- [Task prompt] Please quote exactly the opening lines of the data, from the first line to the one where "pub const SYS_LINKAT: usize = 37;" appears.

[Stored dataset items]

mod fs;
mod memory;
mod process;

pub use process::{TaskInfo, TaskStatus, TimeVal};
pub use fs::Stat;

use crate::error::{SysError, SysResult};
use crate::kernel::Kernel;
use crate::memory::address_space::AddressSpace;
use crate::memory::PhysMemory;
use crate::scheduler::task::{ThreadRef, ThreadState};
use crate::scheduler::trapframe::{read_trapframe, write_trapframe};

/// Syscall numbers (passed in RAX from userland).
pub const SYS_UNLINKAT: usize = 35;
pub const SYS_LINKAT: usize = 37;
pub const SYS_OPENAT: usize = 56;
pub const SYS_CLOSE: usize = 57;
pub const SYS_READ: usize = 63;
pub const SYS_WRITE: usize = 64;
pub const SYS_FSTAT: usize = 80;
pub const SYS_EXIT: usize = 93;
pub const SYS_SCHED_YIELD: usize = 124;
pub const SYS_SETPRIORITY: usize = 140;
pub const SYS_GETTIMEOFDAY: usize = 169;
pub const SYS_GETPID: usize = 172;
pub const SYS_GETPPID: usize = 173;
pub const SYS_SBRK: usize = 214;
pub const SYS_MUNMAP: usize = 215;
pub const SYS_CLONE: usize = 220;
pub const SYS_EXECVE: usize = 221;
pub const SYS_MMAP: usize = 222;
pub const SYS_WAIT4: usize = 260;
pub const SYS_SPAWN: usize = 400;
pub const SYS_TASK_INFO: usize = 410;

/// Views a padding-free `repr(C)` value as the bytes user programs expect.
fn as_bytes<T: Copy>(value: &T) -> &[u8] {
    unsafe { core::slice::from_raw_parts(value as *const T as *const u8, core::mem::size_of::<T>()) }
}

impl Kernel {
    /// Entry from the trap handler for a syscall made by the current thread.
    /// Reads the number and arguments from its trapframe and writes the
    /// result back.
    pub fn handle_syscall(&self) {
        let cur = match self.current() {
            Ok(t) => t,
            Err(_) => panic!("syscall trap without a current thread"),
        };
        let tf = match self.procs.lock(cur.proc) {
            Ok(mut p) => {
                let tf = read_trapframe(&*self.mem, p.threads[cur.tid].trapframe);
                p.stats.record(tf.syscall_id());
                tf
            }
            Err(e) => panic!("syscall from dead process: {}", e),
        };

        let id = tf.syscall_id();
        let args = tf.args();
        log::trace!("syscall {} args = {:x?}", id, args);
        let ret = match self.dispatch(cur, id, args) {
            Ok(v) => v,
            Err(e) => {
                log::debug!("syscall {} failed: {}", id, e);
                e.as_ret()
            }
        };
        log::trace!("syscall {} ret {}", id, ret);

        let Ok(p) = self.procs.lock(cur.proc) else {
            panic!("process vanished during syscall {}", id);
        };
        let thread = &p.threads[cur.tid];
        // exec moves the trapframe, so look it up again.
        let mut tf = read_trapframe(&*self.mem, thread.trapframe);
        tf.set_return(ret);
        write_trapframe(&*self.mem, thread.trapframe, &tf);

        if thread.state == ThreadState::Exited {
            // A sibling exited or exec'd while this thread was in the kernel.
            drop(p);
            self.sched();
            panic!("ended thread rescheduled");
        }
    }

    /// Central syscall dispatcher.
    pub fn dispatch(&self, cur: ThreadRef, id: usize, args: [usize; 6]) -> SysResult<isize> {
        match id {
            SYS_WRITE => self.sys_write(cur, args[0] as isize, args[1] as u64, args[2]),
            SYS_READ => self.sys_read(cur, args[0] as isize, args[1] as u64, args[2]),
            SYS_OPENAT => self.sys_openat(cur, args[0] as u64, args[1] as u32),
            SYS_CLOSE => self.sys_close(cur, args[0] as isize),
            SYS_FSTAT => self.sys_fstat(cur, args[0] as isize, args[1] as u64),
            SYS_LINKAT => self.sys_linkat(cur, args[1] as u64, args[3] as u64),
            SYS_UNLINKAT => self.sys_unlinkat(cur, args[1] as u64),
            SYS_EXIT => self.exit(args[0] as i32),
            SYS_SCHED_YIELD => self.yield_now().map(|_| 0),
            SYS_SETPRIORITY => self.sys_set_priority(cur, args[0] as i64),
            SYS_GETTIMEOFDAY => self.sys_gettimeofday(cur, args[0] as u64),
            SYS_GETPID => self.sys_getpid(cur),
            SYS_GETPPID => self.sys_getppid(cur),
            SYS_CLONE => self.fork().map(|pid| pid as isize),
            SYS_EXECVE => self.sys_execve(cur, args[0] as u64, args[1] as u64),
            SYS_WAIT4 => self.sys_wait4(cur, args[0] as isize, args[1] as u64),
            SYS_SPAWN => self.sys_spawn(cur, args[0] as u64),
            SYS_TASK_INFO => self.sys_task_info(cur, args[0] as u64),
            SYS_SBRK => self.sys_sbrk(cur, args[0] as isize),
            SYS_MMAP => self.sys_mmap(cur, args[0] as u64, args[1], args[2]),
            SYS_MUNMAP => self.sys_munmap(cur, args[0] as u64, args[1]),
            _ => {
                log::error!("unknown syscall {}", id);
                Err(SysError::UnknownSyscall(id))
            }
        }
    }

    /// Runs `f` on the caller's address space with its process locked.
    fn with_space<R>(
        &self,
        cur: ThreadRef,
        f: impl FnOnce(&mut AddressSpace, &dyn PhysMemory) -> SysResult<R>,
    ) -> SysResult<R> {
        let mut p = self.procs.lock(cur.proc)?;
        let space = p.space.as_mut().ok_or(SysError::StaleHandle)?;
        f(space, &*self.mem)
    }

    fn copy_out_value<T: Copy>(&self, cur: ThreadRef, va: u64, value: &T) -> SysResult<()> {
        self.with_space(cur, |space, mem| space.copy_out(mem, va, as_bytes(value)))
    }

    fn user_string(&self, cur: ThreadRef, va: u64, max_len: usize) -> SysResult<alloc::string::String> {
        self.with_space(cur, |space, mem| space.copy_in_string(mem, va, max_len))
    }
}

- [Your solution]
mod fs;
mod memory;
mod process;

pub use process::{TaskInfo, TaskStatus, TimeVal};
pub use fs::Stat;

use crate::error::{SysError, SysResult};
use crate::kernel::Kernel;
use crate::memory::address_space::AddressSpace;
use crate::memory::PhysMemory;
use crate::scheduler::task::{ThreadRef, ThreadState};
use crate::scheduler::trapframe::{read_trapframe, write_trapframe};

/// Syscall numbers (passed in RAX from userland).
pub const SYS_UNLINKAT: usize = 35;
pub const SYS_LINKAT: usize = 37;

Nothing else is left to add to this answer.